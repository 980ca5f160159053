//! Heap trace extraction from device logs.
//!
//! The firmware prints a heap trace dump between fixed marker lines when
//! tracing is enabled. Logs without a dump are common (tracing off,
//! test exited early) and mean "nothing to report", not an error.

use crate::Result;
use std::path::Path;

/// Line marking the start of a heap trace dump in the device log.
pub const HEAP_DUMP_START: &str = "====== Heap Trace:";

/// Line marking the end of a heap trace dump.
pub const HEAP_DUMP_END: &str = "====== Heap Trace Summary ======";

/// One allocation record from a heap trace dump.
#[derive(Debug, Clone, PartialEq, Eq)]
pub struct HeapDumpRecord {
    pub size_bytes: u64,
    pub address: String,
    pub callers: Vec<String>,
}

/// Return the log lines between the heap dump markers.
///
/// An empty vec (never an error) when the log holds no dump. A dump
/// whose end marker is missing is read through to end of file.
pub fn extract_heap_dump(log_file: &Path) -> Result<Vec<String>> {
    let content = std::fs::read_to_string(log_file)?;
    let mut lines = content.lines();

    // `any` leaves the iterator positioned just past the start marker.
    if !lines.any(|l| l.contains(HEAP_DUMP_START)) {
        return Ok(Vec::new());
    }

    let mut dump = Vec::new();
    for line in lines {
        if line.contains(HEAP_DUMP_END) {
            break;
        }
        dump.push(line.to_string());
    }
    Ok(dump)
}

/// Parse extracted dump lines into structured allocation records.
///
/// Malformed lines are skipped; a partially readable dump still yields
/// every record that parses.
pub fn parse_heap_dump(lines: &[String]) -> Vec<HeapDumpRecord> {
    lines.iter().filter_map(|l| parse_record(l)).collect()
}

/// Parse one line of the form
/// `32 bytes (@ 0x3ffb4308, 12034 us) caller 0x400d2bb4:0x400d77a4`.
fn parse_record(line: &str) -> Option<HeapDumpRecord> {
    let (size_str, rest) = line.trim().split_once(" bytes (@ ")?;
    let size_bytes = size_str.trim().parse().ok()?;
    let (address, rest) = rest.split_once(',')?;
    let callers = rest
        .split_once("caller ")
        .map(|(_, c)| c.trim().split(':').map(str::to_string).collect())
        .unwrap_or_default();

    Some(HeapDumpRecord {
        size_bytes,
        address: address.trim().to_string(),
        callers,
    })
}

/// Render parsed records as a Markdown table with an aggregate footer.
pub fn render_heap_report(records: &[HeapDumpRecord]) -> String {
    let total: u64 = records.iter().map(|r| r.size_bytes).sum();
    let mut md = String::from("| Size (bytes) | Address | Callers |\n| --- | --- | --- |\n");
    for record in records {
        md.push_str(&format!(
            "| {} | {} | {} |\n",
            record.size_bytes,
            record.address,
            record.callers.join(" ")
        ));
    }
    md.push_str(&format!(
        "\nTotal traced: {total} bytes across {} allocations\n",
        records.len()
    ));
    md
}
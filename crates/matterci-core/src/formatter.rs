//! Idempotent Markdown splicing for merge request descriptions.
//!
//! The pipeline re-runs many times for the same merge request, so every
//! update must replace or insert a uniquely-keyed section rather than
//! append blindly. Sections are identified by their heading line, never
//! by line offsets, so human edits elsewhere in the description do not
//! corrupt the splice.
//!
//! All transformation happens in memory; every function returns a
//! complete document string.

use crate::runner::{TestOutcome, TestResult};
use chrono::Utc;

/// Top-level heading under which all memory sections live.
pub const MEMORY_RESULTS_TITLE: &str = "## Memory numbers";

fn static_section_header(chip: &str, example: &str) -> String {
    format!("### Static memory ({chip}, {example})")
}

fn heap_section_header(chip: &str, example: &str) -> String {
    format!("### Heap usage ({chip}, {example})")
}

fn cert_section_header(chunk_id: Option<&str>) -> String {
    match chunk_id {
        Some(id) => format!("### Certification test results (chunk {id})"),
        None => "### Certification test results".to_string(),
    }
}

/// Replace the body of the section under `header`, or append a new
/// section when the header is absent.
///
/// A section's body extends from its heading line to the next heading
/// line (any level) or end of document.
fn upsert_section(document: &str, header: &str, body: &str) -> String {
    let lines: Vec<&str> = document.lines().collect();

    let section = match lines.iter().position(|l| l.trim_end() == header) {
        Some(start) => start,
        None => {
            let mut doc = document.trim_end().to_string();
            if !doc.is_empty() {
                doc.push_str("\n\n");
            }
            doc.push_str(header);
            doc.push_str("\n\n");
            doc.push_str(body.trim_end());
            doc.push('\n');
            return doc;
        }
    };

    let mut end = section + 1;
    while end < lines.len() && !lines[end].starts_with('#') {
        end += 1;
    }

    let mut out: Vec<String> = lines[..=section].iter().map(|s| s.to_string()).collect();
    out.push(String::new());
    out.extend(body.trim_end().lines().map(|s| s.to_string()));
    out.push(String::new());
    out.extend(lines[end..].iter().map(|s| s.to_string()));

    let mut doc = out.join("\n");
    while doc.ends_with('\n') {
        doc.pop();
    }
    doc.push('\n');
    doc
}

/// Ensure the memory results heading exists exactly once.
///
/// No-op when the heading is already present.
pub fn update_memory_results_title(description: &str) -> String {
    if description
        .lines()
        .any(|l| l.trim_end() == MEMORY_RESULTS_TITLE)
    {
        return description.to_string();
    }
    let mut doc = description.trim_end().to_string();
    if !doc.is_empty() {
        doc.push_str("\n\n");
    }
    doc.push_str(MEMORY_RESULTS_TITLE);
    doc.push('\n');
    doc
}

/// Replace or insert the static memory section for `(chip, example)`.
pub fn update_static_memory_results_section(
    description: &str,
    chip: &str,
    example: &str,
    body: &str,
) -> String {
    upsert_section(description, &static_section_header(chip, example), body)
}

/// Replace or insert the heap usage section for `(chip, example)`.
pub fn update_heap_memory_results_section(
    description: &str,
    chip: &str,
    example: &str,
    body: &str,
) -> String {
    upsert_section(description, &heap_section_header(chip, example), body)
}

/// Replace or insert the certification results section.
///
/// Keyed by an optional chunk id so two parallel chunk jobs each own a
/// disjoint section of the same description.
pub fn update_cert_test_results_section(
    description: &str,
    chunk_id: Option<&str>,
    body: &str,
) -> String {
    upsert_section(description, &cert_section_header(chunk_id), body)
}

/// Render the certification results as a Markdown table.
pub fn render_results_table(results: &[TestResult]) -> String {
    let mut md = String::from("| Test case | Result |\n| --- | --- |\n");
    for result in results {
        let verdict = match result.outcome {
            TestOutcome::Pass => "PASS",
            TestOutcome::Fail => "FAIL",
        };
        md.push_str(&format!("| {} | {} |\n", result.test_case_name, verdict));
    }
    md.push_str(&format!(
        "\n_Last updated: {}_\n",
        Utc::now().format("%Y-%m-%d %H:%M:%S UTC")
    ));
    md
}

#[cfg(test)]
mod tests {
    use super::*;

    #[test]
    fn test_title_added_once() {
        let doc = update_memory_results_title("MR description body");
        assert!(doc.contains(MEMORY_RESULTS_TITLE));

        let doc2 = update_memory_results_title(&doc);
        assert_eq!(doc2.matches(MEMORY_RESULTS_TITLE).count(), 1);
        assert_eq!(doc, doc2, "second call is a no-op");
    }

    #[test]
    fn test_title_on_empty_description() {
        let doc = update_memory_results_title("");
        assert_eq!(doc, format!("{MEMORY_RESULTS_TITLE}\n"));
    }

    #[test]
    fn test_static_section_appended_when_absent() {
        let doc = update_static_memory_results_section("intro", "esp32c3", "light", "delta: +12");
        assert!(doc.contains("### Static memory (esp32c3, light)"));
        assert!(doc.contains("delta: +12"));
        assert!(doc.starts_with("intro"));
    }

    #[test]
    fn test_static_section_replaced_not_duplicated() {
        let doc = update_static_memory_results_section("intro", "esp32c3", "light", "old body");
        let doc = update_static_memory_results_section(&doc, "esp32c3", "light", "new body");

        assert_eq!(
            doc.matches("### Static memory (esp32c3, light)").count(),
            1,
            "section header must appear exactly once"
        );
        assert!(doc.contains("new body"));
        assert!(!doc.contains("old body"));
    }

    #[test]
    fn test_sections_keyed_per_chip_example() {
        let doc = update_static_memory_results_section("", "esp32c3", "light", "c3 numbers");
        let doc = update_static_memory_results_section(&doc, "esp32h2", "light", "h2 numbers");

        assert!(doc.contains("c3 numbers"));
        assert!(doc.contains("h2 numbers"));

        // Updating one key leaves the other untouched.
        let doc = update_static_memory_results_section(&doc, "esp32c3", "light", "c3 updated");
        assert!(doc.contains("c3 updated"));
        assert!(!doc.contains("c3 numbers"));
        assert!(doc.contains("h2 numbers"));
    }

    #[test]
    fn test_replace_preserves_following_sections() {
        let doc = "intro\n\n### Static memory (esp32c3, light)\n\nold\n\n### Heap usage (esp32c3, light)\n\nheap body\n";
        let doc = update_static_memory_results_section(doc, "esp32c3", "light", "fresh");
        assert!(doc.contains("fresh"));
        assert!(!doc.contains("old"));
        assert!(doc.contains("### Heap usage (esp32c3, light)"));
        assert!(doc.contains("heap body"));
    }

    #[test]
    fn test_upsert_is_stable_under_repetition() {
        let doc1 = update_heap_memory_results_section("intro", "esp32", "lock", "body");
        let doc2 = update_heap_memory_results_section(&doc1, "esp32", "lock", "body");
        assert_eq!(doc1, doc2);
    }

    #[test]
    fn test_cert_sections_disjoint_per_chunk() {
        let doc = update_cert_test_results_section("", Some("1"), "chunk one table");
        let doc = update_cert_test_results_section(&doc, Some("2"), "chunk two table");

        assert!(doc.contains("### Certification test results (chunk 1)"));
        assert!(doc.contains("### Certification test results (chunk 2)"));

        let doc = update_cert_test_results_section(&doc, Some("1"), "chunk one rerun");
        assert!(doc.contains("chunk one rerun"));
        assert!(!doc.contains("chunk one table"));
        assert!(doc.contains("chunk two table"));
    }

    #[test]
    fn test_cert_section_without_chunk_id() {
        let doc = update_cert_test_results_section("", None, "table");
        assert!(doc.contains("### Certification test results\n"));
    }

    #[test]
    fn test_render_results_table() {
        let results = vec![
            TestResult {
                test_case_name: "pairing".to_string(),
                outcome: TestOutcome::Pass,
            },
            TestResult {
                test_case_name: "ota".to_string(),
                outcome: TestOutcome::Fail,
            },
        ];
        let md = render_results_table(&results);
        assert!(md.contains("| pairing | PASS |"));
        assert!(md.contains("| ota | FAIL |"));
        assert!(md.contains("_Last updated:"));
    }
}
+++
WHAT THIS TASK INVOLVES: Your task is to find each line in the entries that contains the string "HeapDumpRecord" and copy it.

REPLY:
pub struct HeapDumpRecord {
pub fn parse_heap_dump(lines: &[String]) -> Vec<HeapDumpRecord> {
fn parse_record(line: &str) -> Option<HeapDumpRecord> {
    Some(HeapDumpRecord {
pub fn render_heap_report(records: &[HeapDumpRecord]) -> String {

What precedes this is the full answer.